**YOUR OBJECTIVE:** Your answer should consist of the lines below that hold the word "predicates".

**MATERIAL FOR THIS EXERCISE:**

- - -

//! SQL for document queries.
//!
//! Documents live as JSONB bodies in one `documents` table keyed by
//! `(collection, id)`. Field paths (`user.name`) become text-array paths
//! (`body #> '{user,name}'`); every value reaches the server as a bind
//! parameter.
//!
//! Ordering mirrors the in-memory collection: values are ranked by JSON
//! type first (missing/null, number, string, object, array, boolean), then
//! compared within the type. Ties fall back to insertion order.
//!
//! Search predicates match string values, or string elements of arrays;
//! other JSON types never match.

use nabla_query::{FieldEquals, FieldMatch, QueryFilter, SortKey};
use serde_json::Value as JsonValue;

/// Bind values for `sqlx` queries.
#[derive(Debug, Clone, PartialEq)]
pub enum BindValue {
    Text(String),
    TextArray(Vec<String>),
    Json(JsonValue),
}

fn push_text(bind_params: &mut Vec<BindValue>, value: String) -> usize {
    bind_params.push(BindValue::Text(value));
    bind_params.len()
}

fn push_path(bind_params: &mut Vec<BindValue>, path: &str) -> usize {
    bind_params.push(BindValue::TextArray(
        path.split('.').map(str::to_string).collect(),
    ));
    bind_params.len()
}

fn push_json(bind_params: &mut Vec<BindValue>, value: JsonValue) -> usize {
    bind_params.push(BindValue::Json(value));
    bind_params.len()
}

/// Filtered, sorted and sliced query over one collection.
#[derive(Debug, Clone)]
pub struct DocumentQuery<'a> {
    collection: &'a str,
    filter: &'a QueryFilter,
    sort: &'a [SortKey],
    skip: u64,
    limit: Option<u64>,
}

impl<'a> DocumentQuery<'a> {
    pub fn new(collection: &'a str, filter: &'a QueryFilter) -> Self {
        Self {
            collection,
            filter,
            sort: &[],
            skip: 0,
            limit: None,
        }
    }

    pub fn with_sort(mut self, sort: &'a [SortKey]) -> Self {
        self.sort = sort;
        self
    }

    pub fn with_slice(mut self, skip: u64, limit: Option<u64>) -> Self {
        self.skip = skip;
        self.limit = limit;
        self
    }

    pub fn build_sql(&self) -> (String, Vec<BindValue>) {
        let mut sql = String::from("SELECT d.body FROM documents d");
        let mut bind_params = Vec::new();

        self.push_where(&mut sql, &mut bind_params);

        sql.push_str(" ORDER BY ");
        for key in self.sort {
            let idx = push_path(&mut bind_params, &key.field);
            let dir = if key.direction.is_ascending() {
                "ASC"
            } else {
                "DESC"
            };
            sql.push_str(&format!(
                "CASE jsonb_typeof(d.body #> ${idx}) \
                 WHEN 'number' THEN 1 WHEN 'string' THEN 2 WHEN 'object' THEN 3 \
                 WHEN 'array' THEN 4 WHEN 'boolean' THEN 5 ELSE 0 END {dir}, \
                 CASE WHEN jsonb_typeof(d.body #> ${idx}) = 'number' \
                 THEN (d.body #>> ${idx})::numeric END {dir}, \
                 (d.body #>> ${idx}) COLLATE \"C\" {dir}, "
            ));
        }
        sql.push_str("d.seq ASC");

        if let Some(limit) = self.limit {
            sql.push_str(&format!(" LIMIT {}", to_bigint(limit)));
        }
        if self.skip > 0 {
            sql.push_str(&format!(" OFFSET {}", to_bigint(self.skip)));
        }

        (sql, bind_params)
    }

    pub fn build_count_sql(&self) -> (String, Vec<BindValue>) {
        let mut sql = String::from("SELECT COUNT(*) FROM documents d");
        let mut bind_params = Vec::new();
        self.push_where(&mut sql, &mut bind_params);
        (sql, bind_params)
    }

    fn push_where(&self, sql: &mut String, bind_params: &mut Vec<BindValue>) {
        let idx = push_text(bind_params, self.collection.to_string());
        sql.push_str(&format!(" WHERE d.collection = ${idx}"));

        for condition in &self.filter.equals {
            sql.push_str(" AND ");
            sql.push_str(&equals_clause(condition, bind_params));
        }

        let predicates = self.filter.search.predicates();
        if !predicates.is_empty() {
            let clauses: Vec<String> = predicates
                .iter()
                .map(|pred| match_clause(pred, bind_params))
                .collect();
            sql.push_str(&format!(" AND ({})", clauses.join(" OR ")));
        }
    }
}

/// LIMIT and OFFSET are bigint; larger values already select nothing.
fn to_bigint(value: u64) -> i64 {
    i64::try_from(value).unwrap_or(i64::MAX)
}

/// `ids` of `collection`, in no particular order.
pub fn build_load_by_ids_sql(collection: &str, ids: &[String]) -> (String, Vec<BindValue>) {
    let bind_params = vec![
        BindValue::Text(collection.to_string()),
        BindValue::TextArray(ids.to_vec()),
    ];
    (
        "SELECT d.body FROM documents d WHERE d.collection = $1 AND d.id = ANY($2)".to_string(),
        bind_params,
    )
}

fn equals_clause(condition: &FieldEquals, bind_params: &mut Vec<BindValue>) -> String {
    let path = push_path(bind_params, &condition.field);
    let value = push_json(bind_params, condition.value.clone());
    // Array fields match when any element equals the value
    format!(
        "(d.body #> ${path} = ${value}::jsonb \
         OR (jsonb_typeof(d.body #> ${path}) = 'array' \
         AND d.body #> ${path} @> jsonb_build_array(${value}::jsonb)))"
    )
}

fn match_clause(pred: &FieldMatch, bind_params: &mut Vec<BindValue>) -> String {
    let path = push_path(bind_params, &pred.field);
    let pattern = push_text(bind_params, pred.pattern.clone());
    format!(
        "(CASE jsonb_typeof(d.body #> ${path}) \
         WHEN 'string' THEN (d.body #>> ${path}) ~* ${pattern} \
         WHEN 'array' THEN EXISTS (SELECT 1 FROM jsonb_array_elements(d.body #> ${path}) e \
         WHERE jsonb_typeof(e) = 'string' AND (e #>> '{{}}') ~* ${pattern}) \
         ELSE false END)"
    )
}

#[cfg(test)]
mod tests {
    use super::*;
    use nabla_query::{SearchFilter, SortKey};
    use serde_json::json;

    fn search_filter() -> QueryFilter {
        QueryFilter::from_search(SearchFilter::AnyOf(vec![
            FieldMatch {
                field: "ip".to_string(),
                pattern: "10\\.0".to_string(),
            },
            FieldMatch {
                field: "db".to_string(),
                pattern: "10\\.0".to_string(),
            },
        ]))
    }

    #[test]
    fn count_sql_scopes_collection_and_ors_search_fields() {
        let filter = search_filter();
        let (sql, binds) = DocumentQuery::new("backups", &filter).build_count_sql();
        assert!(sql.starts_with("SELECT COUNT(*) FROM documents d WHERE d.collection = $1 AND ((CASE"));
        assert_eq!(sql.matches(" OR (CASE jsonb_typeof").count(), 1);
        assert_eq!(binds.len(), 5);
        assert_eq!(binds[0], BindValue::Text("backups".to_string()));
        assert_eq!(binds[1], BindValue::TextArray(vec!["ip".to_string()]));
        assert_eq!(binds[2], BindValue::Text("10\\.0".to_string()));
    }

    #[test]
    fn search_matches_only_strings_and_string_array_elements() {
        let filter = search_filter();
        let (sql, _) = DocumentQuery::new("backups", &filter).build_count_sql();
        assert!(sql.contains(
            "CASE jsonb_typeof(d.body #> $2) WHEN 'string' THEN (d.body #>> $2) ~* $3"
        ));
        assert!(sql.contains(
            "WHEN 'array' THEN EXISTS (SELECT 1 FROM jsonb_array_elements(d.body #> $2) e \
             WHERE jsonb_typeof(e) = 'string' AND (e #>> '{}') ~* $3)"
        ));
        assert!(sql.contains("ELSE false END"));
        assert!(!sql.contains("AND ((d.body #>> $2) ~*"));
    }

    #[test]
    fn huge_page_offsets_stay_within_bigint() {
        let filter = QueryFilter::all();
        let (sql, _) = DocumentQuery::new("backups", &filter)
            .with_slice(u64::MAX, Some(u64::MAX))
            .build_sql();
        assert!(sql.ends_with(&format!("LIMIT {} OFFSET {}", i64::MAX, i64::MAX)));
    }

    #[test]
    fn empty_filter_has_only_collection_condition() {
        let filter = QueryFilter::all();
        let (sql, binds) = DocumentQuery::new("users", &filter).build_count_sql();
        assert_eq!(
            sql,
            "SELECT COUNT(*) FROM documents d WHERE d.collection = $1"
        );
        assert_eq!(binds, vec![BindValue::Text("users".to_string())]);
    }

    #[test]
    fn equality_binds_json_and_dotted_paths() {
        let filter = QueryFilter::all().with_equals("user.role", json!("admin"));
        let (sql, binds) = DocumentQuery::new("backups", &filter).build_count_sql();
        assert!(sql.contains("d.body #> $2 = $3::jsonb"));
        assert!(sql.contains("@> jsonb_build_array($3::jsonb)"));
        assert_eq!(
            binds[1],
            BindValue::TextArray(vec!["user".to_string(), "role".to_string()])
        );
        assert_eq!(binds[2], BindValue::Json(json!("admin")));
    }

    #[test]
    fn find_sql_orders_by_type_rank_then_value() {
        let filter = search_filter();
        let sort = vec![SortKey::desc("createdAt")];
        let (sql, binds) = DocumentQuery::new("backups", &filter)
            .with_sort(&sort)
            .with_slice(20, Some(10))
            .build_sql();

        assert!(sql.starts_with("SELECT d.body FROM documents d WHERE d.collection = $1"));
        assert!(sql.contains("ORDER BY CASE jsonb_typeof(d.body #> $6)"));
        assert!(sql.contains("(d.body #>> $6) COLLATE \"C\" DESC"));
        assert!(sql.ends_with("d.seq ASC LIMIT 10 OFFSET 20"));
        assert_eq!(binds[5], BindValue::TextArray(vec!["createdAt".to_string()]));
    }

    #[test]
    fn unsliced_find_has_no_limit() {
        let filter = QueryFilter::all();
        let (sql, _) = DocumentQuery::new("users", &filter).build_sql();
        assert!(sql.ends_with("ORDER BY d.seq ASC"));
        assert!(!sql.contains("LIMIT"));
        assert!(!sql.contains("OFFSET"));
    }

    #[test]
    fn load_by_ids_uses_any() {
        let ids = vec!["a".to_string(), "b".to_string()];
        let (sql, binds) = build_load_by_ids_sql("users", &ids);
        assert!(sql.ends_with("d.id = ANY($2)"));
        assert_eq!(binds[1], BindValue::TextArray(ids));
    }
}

- - -

**FINAL ANSWER:**
//! Search predicates match string values, or string elements of arrays;
        let predicates = self.filter.search.predicates();
        if !predicates.is_empty() {
            let clauses: Vec<String> = predicates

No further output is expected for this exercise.